- Born: María Odilia Castro Hidalgo 26 October 1908 Santiago de Puriscal, Costa Rica
- Died: 15 April 1999 (aged 90) San José, Costa Rica
- Occupation(s): educator, Women's Rights Advocate, communist
- Years active: 1930–1999
- Notable work: Founded teachers union

= Odilia Castro Hidalgo =

Costa Rican teacher and communist

María Odilia Castro Hidalgo (1908–1999) was a Costa Rican teacher, communist and feminist. She founded the parent organization which would become the National Association of Educators. Exiled for her communist activities after the Costa Rican Civil War, Castro later returned and founded several social welfare programs. She taught for 32 years and served as a nurse in Costa Rica and Venezuela. Castro was admitted to the Costa Rican National Institute for Women (INAMU)'s Gallery of Women in 2006.

==Biography==
María Odilia Castro Hidalgo was born on 26 October 1908 in Santiago de Puriscal, Costa Rica. Her parents, who were both teachers, moved while she was young to San José for better educational opportunities. Castro attended the Girls High School, worked with literacy and temperance campaigns, and participated in health seminars and summer camps for children of tubercular families. She wanted to study medicine but the cost for either a doctor or nursing course was beyond her means and she decided upon teaching. Castro enrolled in the Escuela Normal de Heredia, obtained her teaching credentials in 1929, and began teaching at Juan Rafael Mora School. She took night classes in nursing.

Castro was politically active and aligned with leftist policies of the Costa Rican Communist Party. She and fellow teachers María Alfaro de Mata, María Isabel Carvajal, Adela Ferreto, Angela García, Luisa González, Stella Peralta, Emilia Prieto, Lilia Ramos, Esther Silva and Hortensia Zelaya, who had been radicalized at the Normal School (teacher's college), challenged a society built on privilege and the roles of women being confined to home, marriage, and motherhood. In 1939, she attended the First International Congress of Teachers, held in Havana and returning home founded and organization Teachers United, which would later become the National Association of Educators. In the 1940s, she worked in "cultural missions" to help rural citizens access government services. In 1947, Castro represented Costa Rica at the Primer Congreso Interamericano de Mujeres in Guatemala City, which had been organized by the Women's International League for Peace and Freedom to discuss international issues, including women's suffrage.

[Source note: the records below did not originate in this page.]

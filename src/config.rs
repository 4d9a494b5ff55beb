//! Application configuration.
//!
//! Values come from an optional YAML file, then the `TABLE_BUILDER_DATA_DIR`
//! environment variable, then command-line flags, later sources winning.

use std::{
    path::{Path, PathBuf},
    time::Duration,
};

use anyhow::{Context, Result, ensure};
use log::debug;
use serde::{Deserialize, Serialize};

use crate::{retry::RetryPolicy, table::ViewMode, yaml};

pub const DATA_DIR_ENV: &str = "TABLE_BUILDER_DATA_DIR";
pub const DEFAULT_DATA_DIR: &str = ".table-builder";

#[derive(Debug, Clone, PartialEq, Serialize, Deserialize)]
#[serde(default, deny_unknown_fields)]
pub struct AppConfig {
    pub data_dir: PathBuf,
    pub retry: RetrySettings,
    pub default_view: ViewMode,
    pub seed_sample_data: bool,
}

impl Default for AppConfig {
    fn default() -> Self {
        Self {
            data_dir: PathBuf::from(DEFAULT_DATA_DIR),
            retry: RetrySettings::default(),
            default_view: ViewMode::Grid,
            seed_sample_data: false,
        }
    }
}

#[derive(Debug, Clone, PartialEq, Eq, Serialize, Deserialize)]
#[serde(default, deny_unknown_fields)]
pub struct RetrySettings {
    pub max_retries: u32,
    pub initial_delay_ms: u64,
    pub max_delay_ms: u64,
}

impl Default for RetrySettings {
    fn default() -> Self {
        Self {
            max_retries: 3,
            initial_delay_ms: 100,
            max_delay_ms: 2000,
        }
    }
}

impl AppConfig {
    /// Reads `path` when given, otherwise starts from defaults, then applies
    /// the environment.
    pub fn load(path: Option<&Path>) -> Result<Self> {
        let config = match path {
            Some(path) => yaml::load::<AppConfig>(path)
                .with_context(|| format!("Loading configuration from {path:?}"))?,
            None => AppConfig::default(),
        };
        let config = config.with_env(|key| std::env::var(key).ok());
        config.validate()?;
        debug!("Effective configuration: {config:?}");
        Ok(config)
    }

    pub fn with_env<F>(mut self, lookup: F) -> Self
    where
        F: Fn(&str) -> Option<String>,
    {
        if let Some(dir) = lookup(DATA_DIR_ENV).filter(|d| !d.trim().is_empty()) {
            self.data_dir = PathBuf::from(dir);
        }
        self
    }

    pub fn with_data_dir(mut self, dir: Option<PathBuf>) -> Self {
        if let Some(dir) = dir {
            self.data_dir = dir;
        }
        self
    }

    pub fn validate(&self) -> Result<()> {
        ensure!(
            !self.data_dir.as_os_str().is_empty(),
            "data_dir must not be empty"
        );
        ensure!(
            self.retry.initial_delay_ms <= self.retry.max_delay_ms,
            "retry.initial_delay_ms ({}) exceeds retry.max_delay_ms ({})",
            self.retry.initial_delay_ms,
            self.retry.max_delay_ms
        );
        Ok(())
    }

    pub fn retry_policy(&self) -> RetryPolicy {
        RetryPolicy::default()
            .max_retries(self.retry.max_retries)
            .initial_delay(Duration::from_millis(self.retry.initial_delay_ms))
            .max_delay(Duration::from_millis(self.retry.max_delay_ms))
    }
}

#[cfg(test)]
mod tests {
    use super::*;
    use std::fs;

    #[test]
    fn partial_file_keeps_other_defaults() {
        let dir = tempfile::tempdir().expect("temp dir");
        let path = dir.path().join("config.yaml");
        fs::write(&path, "retry:\n  max_retries: 7\ndefault_view: card\n").unwrap();
        let config: AppConfig = yaml::load(&path).unwrap();
        assert_eq!(config.retry.max_retries, 7);
        assert_eq!(config.retry.initial_delay_ms, 100);
        assert_eq!(config.default_view, ViewMode::Card);
        assert_eq!(config.data_dir, PathBuf::from(DEFAULT_DATA_DIR));
    }

    #[test]
    fn unknown_keys_are_rejected() {
        let dir = tempfile::tempdir().expect("temp dir");
        let path = dir.path().join("config.yaml");
        fs::write(&path, "data_dri: /tmp\n").unwrap();
        assert!(AppConfig::load(Some(&path)).is_err());
    }

    #[test]
    fn flag_beats_env_beats_file() {
        let from_env = AppConfig::default().with_env(|key| {
            (key == DATA_DIR_ENV).then(|| "/env/dir".to_string())
        });
        assert_eq!(from_env.data_dir, PathBuf::from("/env/dir"));
        let from_flag = from_env.with_data_dir(Some(PathBuf::from("/flag/dir")));
        assert_eq!(from_flag.data_dir, PathBuf::from("/flag/dir"));
    }

    #[test]
    fn retry_settings_map_to_policy() {
        let policy = AppConfig::default().retry_policy();
        assert_eq!(policy, RetryPolicy::default());
    }

    #[test]
    fn inverted_delays_fail_validation() {
        let mut config = AppConfig::default();
        config.retry.initial_delay_ms = 5000;
        assert!(config.validate().is_err());
    }
}
//! Owned, in-memory collection of tables.
//!
//! Every mutation goes through [`Repository::apply`], which computes a new
//! [`Table`] snapshot from the current one and swaps it in only on success.
//! Callers receive the snapshot, so a stale copy held elsewhere is easy to spot
//! in tests.

use log::info;
use uuid::Uuid;

use crate::{
    error::{EntityKind, Result, TableError},
    rows::{BatchOperation, BatchReport, Fields, Row},
    schema::{Column, NewColumn, Table, TableSummary},
};

/// Partial table update; `None` fields are left as they are.
#[derive(Debug, Clone, Default, PartialEq)]
pub struct TableUpdate {
    pub name: Option<String>,
    pub columns: Option<Vec<Column>>,
}

#[derive(Debug, Clone, Default)]
pub struct Repository {
    tables: Vec<Table>,
}

impl Repository {
    pub fn new() -> Self {
        Self::default()
    }

    pub fn from_tables(tables: Vec<Table>) -> Result<Self> {
        let mut repo = Self::new();
        for table in tables {
            repo.insert_table(table)?;
        }
        Ok(repo)
    }

    pub fn len(&self) -> usize {
        self.tables.len()
    }

    pub fn is_empty(&self) -> bool {
        self.tables.is_empty()
    }

    pub fn tables(&self) -> &[Table] {
        &self.tables
    }

    pub fn list_tables(&self) -> Vec<TableSummary> {
        self.tables.iter().map(Table::summary).collect()
    }

    pub fn get_table(&self, table_id: &str) -> Result<&Table> {
        self.tables
            .iter()
            .find(|t| t.id == table_id)
            .ok_or_else(|| TableError::not_found(EntityKind::Table, table_id))
    }

    fn position(&self, table_id: &str) -> Result<usize> {
        self.tables
            .iter()
            .position(|t| t.id == table_id)
            .ok_or_else(|| TableError::not_found(EntityKind::Table, table_id))
    }

    /// Adds a fully formed table, e.g. one reloaded from storage.
    pub fn insert_table(&mut self, table: Table) -> Result<()> {
        if self.tables.iter().any(|t| t.id == table.id) {
            return Err(TableError::conflict(EntityKind::Table, table.id));
        }
        self.tables.push(table);
        Ok(())
    }

    pub fn create_table(&mut self, name: &str, columns: Vec<NewColumn>) -> Result<Table> {
        let table = Table::new(Uuid::new_v4().to_string(), name, columns)?;
        self.tables.push(table.clone());
        info!("Created table '{}' ({})", table.name, table.id);
        Ok(table)
    }

    pub fn update_table(&mut self, table_id: &str, update: TableUpdate) -> Result<Table> {
        self.apply(table_id, |table| {
            let renamed = match &update.name {
                Some(name) => table.rename(name)?,
                None => table.clone(),
            };
            match update.columns.clone() {
                Some(columns) => renamed.replace_columns(columns),
                None => Ok(renamed),
            }
        })
    }

    /// Removes the table and, with it, every row it owns.
    pub fn delete_table(&mut self, table_id: &str) -> Result<Table> {
        let index = self.position(table_id)?;
        let removed = self.tables.remove(index);
        info!(
            "Deleted table '{}' with {} row(s)",
            removed.name,
            removed.rows.len()
        );
        Ok(removed)
    }

    /// Runs `mutate` against the current table and installs its result. On
    /// error the stored table is left exactly as it was.
    pub fn apply<F>(&mut self, table_id: &str, mutate: F) -> Result<Table>
    where
        F: FnOnce(&Table) -> Result<Table>,
    {
        let index = self.position(table_id)?;
        let next = mutate(&self.tables[index])?;
        self.tables[index] = next.clone();
        Ok(next)
    }

    pub fn add_column(&mut self, table_id: &str, spec: NewColumn) -> Result<Table> {
        self.apply(table_id, |table| table.add_column(spec))
    }

    pub fn rename_column(&mut self, table_id: &str, column_id: &str, name: &str) -> Result<Table> {
        self.apply(table_id, |table| table.rename_column(column_id, name))
    }

    pub fn remove_column(&mut self, table_id: &str, column_id: &str) -> Result<Table> {
        self.apply(table_id, |table| table.remove_column(column_id))
    }

    pub fn reorder_columns<S: AsRef<str>>(&mut self, table_id: &str, order: &[S]) -> Result<Table> {
        self.apply(table_id, |table| table.reorder_columns(order))
    }

    pub fn list_rows(&self, table_id: &str) -> Result<&[Row]> {
        Ok(&self.get_table(table_id)?.rows)
    }

    pub fn create_row(
        &mut self,
        table_id: &str,
        id: Option<String>,
        fields: Fields,
    ) -> Result<Row> {
        let mut created = None;
        self.apply(table_id, |table| {
            let (next, row) = table.create_row(id, fields)?;
            created = Some(row);
            Ok(next)
        })?;
        created.ok_or_else(|| TableError::invalid("row creation produced no row"))
    }

    pub fn update_row(&mut self, table_id: &str, row_id: &str, fields: Fields) -> Result<Row> {
        let mut updated = None;
        self.apply(table_id, |table| {
            let (next, row) = table.update_row(row_id, fields)?;
            updated = Some(row);
            Ok(next)
        })?;
        updated.ok_or_else(|| TableError::not_found(EntityKind::Row, row_id))
    }

    pub fn delete_row(&mut self, table_id: &str, row_id: &str) -> Result<Row> {
        let mut removed = None;
        self.apply(table_id, |table| {
            let (next, row) = table.delete_row(row_id)?;
            removed = Some(row);
            Ok(next)
        })?;
        removed.ok_or_else(|| TableError::not_found(EntityKind::Row, row_id))
    }

    /// Only a missing table fails the call; per-operation failures are in the
    /// returned report.
    pub fn batch_rows(
        &mut self,
        table_id: &str,
        operations: &[BatchOperation],
    ) -> Result<(Table, BatchReport)> {
        let mut report = BatchReport::default();
        let table = self.apply(table_id, |table| {
            let (next, outcome) = table.batch_apply(operations);
            report = outcome;
            Ok(next)
        })?;
        Ok((table, report))
    }
}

In 1948, she served as a nurse during the civil war. At the close of the war, José Figueres Ferrer outlawed the communist party and sent its members into exile. Castro was exiled living in both Mexico and Venezuela, where she worked as a nurse and studied social work.

In 1964 she represented Costa Rica in Bogotá, Colombia at the Seminar for Leaders of Social Welfare in Latin America. She also assisted at the Center for Nutrition and Health in San Pedro de Montes de Oca, throughout the 1960s. Castro was the founder and vice president of the Costa Rican Citizen Organization and the Federation of Voluntary Agencies. She also founded the Association of Retired Teachers and served as their representative to the Board of Pensions and Retirements. She served as vice president of the Pro National Children's Trust Association, up until her death.

Castro Hidalgo died on 15 April 1999. In 2006, she was admitted to the Costa Rican National Institute for Women (INAMU)'s Gallery of Notable Women.